Single by Bad Brains

from the album Bad Brains
- B-side: "Stay Close to Me"
- Released: June 1980
- Recorded: December 1979 at Dots Studio in New York City
- Genre: Hardcore punk
- Length: 1:33
- Label: Bad Brain (BB 001)
- Songwriters: Paul Hudson, Dr. Know, Darryl Jenifer, Earl Hudson
- Producer: Jimi Quidd

Bad Brains singles chronology
|  | "Pay to Cum" (1980) | "Sailin' On" (1982) |

= Pay to Cum =

"Pay to Cum" (titled "Pay to Cum!" on the record cover) is the debut single by Washington, D.C.–based hardcore punk band Bad Brains. It was released in June 1980 on Bad Brain Records. The single was recorded in New York City by Jimi Quidd at his Dots Studios.

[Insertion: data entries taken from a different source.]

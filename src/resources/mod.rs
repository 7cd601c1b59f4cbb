//! Idempotent resource primitives (check + apply pattern).
pub mod helpers;
pub mod package;
pub mod shell;
pub mod symlink;

use anyhow::Result;

/// Minimal interface for resources that can be described, applied, and removed.
///
/// Resources whose state cannot be queried cheaply (the package bundle)
/// implement only this trait. Resources that can determine their own state
/// implement the richer [`Resource`] super-trait.
pub trait Applicable {
    /// Human-readable description of this resource.
    fn description(&self) -> String;

    /// Apply the resource change.
    ///
    /// # Errors
    ///
    /// Returns an error if the resource cannot be applied due to I/O failures,
    /// permission issues, or a failing external command.
    fn apply(&self) -> Result<ResourceChange>;

    /// Remove the resource, undoing a previous `apply()`.
    ///
    /// # Errors
    ///
    /// Returns an error if the resource cannot be removed, or if removal is not
    /// supported for this resource type.
    fn remove(&self) -> Result<ResourceChange> {
        anyhow::bail!(
            "operation 'remove' is not supported for resource '{}'",
            self.description()
        )
    }
}

/// State of a resource.
///
/// # Examples
///
/// ```
/// use dotfiles_installer::resources::ResourceState;
///
/// let missing = ResourceState::Missing;
/// let wrong = ResourceState::Incorrect { current: "points to /elsewhere".into() };
///
/// assert_ne!(missing, ResourceState::Correct);
/// assert_ne!(wrong, missing);
/// ```
#[derive(Debug, Clone, PartialEq, Eq)]
pub enum ResourceState {
    /// Resource does not exist.
    Missing,
    /// Resource exists and matches the desired state.
    Correct,
    /// Resource exists but does not match the desired state.
    Incorrect {
        /// The current value of the resource.
        current: String,
    },
    /// Resource cannot be applied (e.g., its source is missing).
    Invalid {
        /// Reason why the resource cannot be applied.
        reason: String,
    },
}

/// Result of applying a resource change.
///
/// # Examples
///
/// ```
/// use dotfiles_installer::resources::ResourceChange;
///
/// let applied = ResourceChange::Applied;
/// let skipped = ResourceChange::Skipped { reason: "not our link".into() };
///
/// assert_ne!(applied, ResourceChange::AlreadyCorrect);
/// assert_ne!(applied, skipped);
/// ```
#[derive(Debug, Clone, PartialEq, Eq)]
pub enum ResourceChange {
    /// Resource was created or updated.
    Applied,
    /// Resource was already correct (no change needed).
    AlreadyCorrect,
    /// Resource was left alone.
    Skipped {
        /// Reason why the resource was skipped.
        reason: String,
    },
}

/// Unified interface for resources that can be checked and applied.
pub trait Resource: Applicable {
    /// Check the current state of the resource.
    ///
    /// # Errors
    ///
    /// Returns an error if the resource state cannot be determined.
    fn current_state(&self) -> Result<ResourceState>;
}


#[cfg(test)]
#[allow(clippy::expect_used, clippy::unwrap_used)]
mod tests {
    use super::*;

    struct ApplyOnly;

    impl Applicable for ApplyOnly {
        fn description(&self) -> String {
            "apply-only resource".to_string()
        }

        fn apply(&self) -> Result<ResourceChange> {
            Ok(ResourceChange::Applied)
        }
    }

    #[test]
    fn default_remove_returns_error() {
        let err = ApplyOnly.remove().unwrap_err();
        assert!(err.to_string().contains("not supported"));
        assert!(err.to_string().contains("apply-only resource"));
    }
}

The A-side to the original single was "Pay to Cum", while the flipside was "Stay Close to Me", identified as Side 1. The original 7" had no B-side or Side 2.

==Reception==
Trouser Press called it a "memorable ... 1:33 of free-fire guitar rage" that established Bad Brains' "mastery" of hardcore punk.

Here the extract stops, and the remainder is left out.